The bulk of this decision, it appears, is weighted by what's happening on Oregon's west side, in larger suburban areas. Nonetheless, it's going to affect smaller communities on the east and south. Some Eastern and Southern Oregon districts are not happy with the 'blanket' closing decision by Gov. Kate Brown.

Oregon's decision to close it's public schools beginning Monday the 16th for two weeks is due in large part to difficulty keeping them running, according to officials.

According to news sources, Gov. Kate Brown had this to say:

 "I have heard from superintendents, school board members, teachers, parents, and students that it has now become impossible to functionally operate schools due to workforce issues and student absences. Schools are experiencing critical shortages in staff, and superintendents are concerned for school personnel who are at elevated risk such as those over age 60 and those with underlying medical issues."

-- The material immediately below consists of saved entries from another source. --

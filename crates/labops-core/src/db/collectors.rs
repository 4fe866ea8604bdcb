//! Collector database operations.

use rusqlite::{params, OptionalExtension, Row};

use super::{format_ts, parse_enum, parse_opt_ts, parse_ts, Database, DbError, DbResult};
use crate::models::{Collector, GeoPoint};
use crate::store::CollectorFilter;

const COLLECTOR_COLUMNS: &str = "id, name, phone, status, is_active, lat, lng, \
     location_updated_at, created_at, updated_at, version";

impl Database {
    /// Insert a new collector. Returns `false` if the ID already exists.
    pub fn insert_collector(&self, collector: &Collector) -> DbResult<bool> {
        let rows_affected = self.conn.execute(
            r#"
            INSERT INTO collectors (
                id, name, phone, status, is_active, lat, lng,
                location_updated_at, created_at, updated_at, version
            ) VALUES (?1, ?2, ?3, ?4, ?5, ?6, ?7, ?8, ?9, ?10, ?11)
            ON CONFLICT DO NOTHING
            "#,
            params![
                collector.id,
                collector.name,
                collector.phone,
                collector.status.as_str(),
                collector.is_active,
                collector.location.map(|p| p.lat),
                collector.location.map(|p| p.lng),
                collector.location_updated_at.as_ref().map(format_ts),
                format_ts(&collector.created_at),
                format_ts(&collector.updated_at),
                collector.version,
            ],
        )?;
        Ok(rows_affected > 0)
    }

    /// Compare-and-swap update of a collector.
    pub fn update_collector(&self, collector: &Collector, expected_version: i64) -> DbResult<bool> {
        let rows_affected = self.conn.execute(
            r#"
            UPDATE collectors SET
                name = ?3,
                phone = ?4,
                status = ?5,
                is_active = ?6,
                lat = ?7,
                lng = ?8,
                location_updated_at = ?9,
                updated_at = ?10,
                version = ?11
            WHERE id = ?1 AND version = ?2
            "#,
            params![
                collector.id,
                expected_version,
                collector.name,
                collector.phone,
                collector.status.as_str(),
                collector.is_active,
                collector.location.map(|p| p.lat),
                collector.location.map(|p| p.lng),
                collector.location_updated_at.as_ref().map(format_ts),
                format_ts(&collector.updated_at),
                collector.version,
            ],
        )?;
        Ok(rows_affected > 0)
    }

    /// Get a collector by ID.
    pub fn get_collector(&self, id: &str) -> DbResult<Option<Collector>> {
        self.conn
            .query_row(
                &format!("SELECT {} FROM collectors WHERE id = ?", COLLECTOR_COLUMNS),
                [id],
                CollectorRow::from_row,
            )
            .optional()?
            .map(|row| row.try_into())
            .transpose()
    }

    /// List collectors matching a filter, ordered by name.
    pub fn list_collectors(&self, filter: &CollectorFilter) -> DbResult<Vec<Collector>> {
        let mut stmt = self.conn.prepare(&format!(
            r#"
            SELECT {}
            FROM collectors
            WHERE (?1 IS NULL OR status = ?1)
              AND (?2 = 0 OR is_active = 1)
            ORDER BY name, id
            "#,
            COLLECTOR_COLUMNS
        ))?;

        let rows = stmt.query_map(
            params![filter.status.map(|s| s.as_str()), filter.active_only],
            CollectorRow::from_row,
        )?;

        let mut collectors = Vec::new();
        for row in rows {
            collectors.push(row?.try_into()?);
        }
        Ok(collectors)
    }
}

/// Intermediate row struct for database mapping.
struct CollectorRow {
    id: String,
    name: String,
    phone: String,
    status: String,
    is_active: bool,
    lat: Option<f64>,
    lng: Option<f64>,
    location_updated_at: Option<String>,
    created_at: String,
    updated_at: String,
    version: i64,
}

impl CollectorRow {
    fn from_row(row: &Row<'_>) -> rusqlite::Result<Self> {
        Ok(Self {
            id: row.get(0)?,
            name: row.get(1)?,
            phone: row.get(2)?,
            status: row.get(3)?,
            is_active: row.get(4)?,
            lat: row.get(5)?,
            lng: row.get(6)?,
            location_updated_at: row.get(7)?,
            created_at: row.get(8)?,
            updated_at: row.get(9)?,
            version: row.get(10)?,
        })
    }
}

impl TryFrom<CollectorRow> for Collector {
    type Error = DbError;

    fn try_from(row: CollectorRow) -> Result<Self, Self::Error> {
        let location = match (row.lat, row.lng) {
            (Some(lat), Some(lng)) => Some(GeoPoint { lat, lng }),
            _ => None,
        };

        Ok(Collector {
            id: row.id,
            name: row.name,
            phone: row.phone,
            status: parse_enum(&row.status)?,
            is_active: row.is_active,
            location,
            location_updated_at: parse_opt_ts(row.location_updated_at)?,
            created_at: parse_ts(&row.created_at)?,
            updated_at: parse_ts(&row.updated_at)?,
            version: row.version,
        })
    }
}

While Brown has come under fire for 'overreacting' according to numerous critics, this information does make it appear that parents, families and even educators keeping their children and even themselves home has put a burden on those who have chosen to keep the schools running. Again, this is being most heavily felt in suburban areas.

According to Oregon education officials, they wish to keep all the students on the same 'schedule' as much as possible, instead of closing some districts while keeping others open.  Officials are already  trying to determine what will be needed to make up lost schools days to meet legal attendance requirements.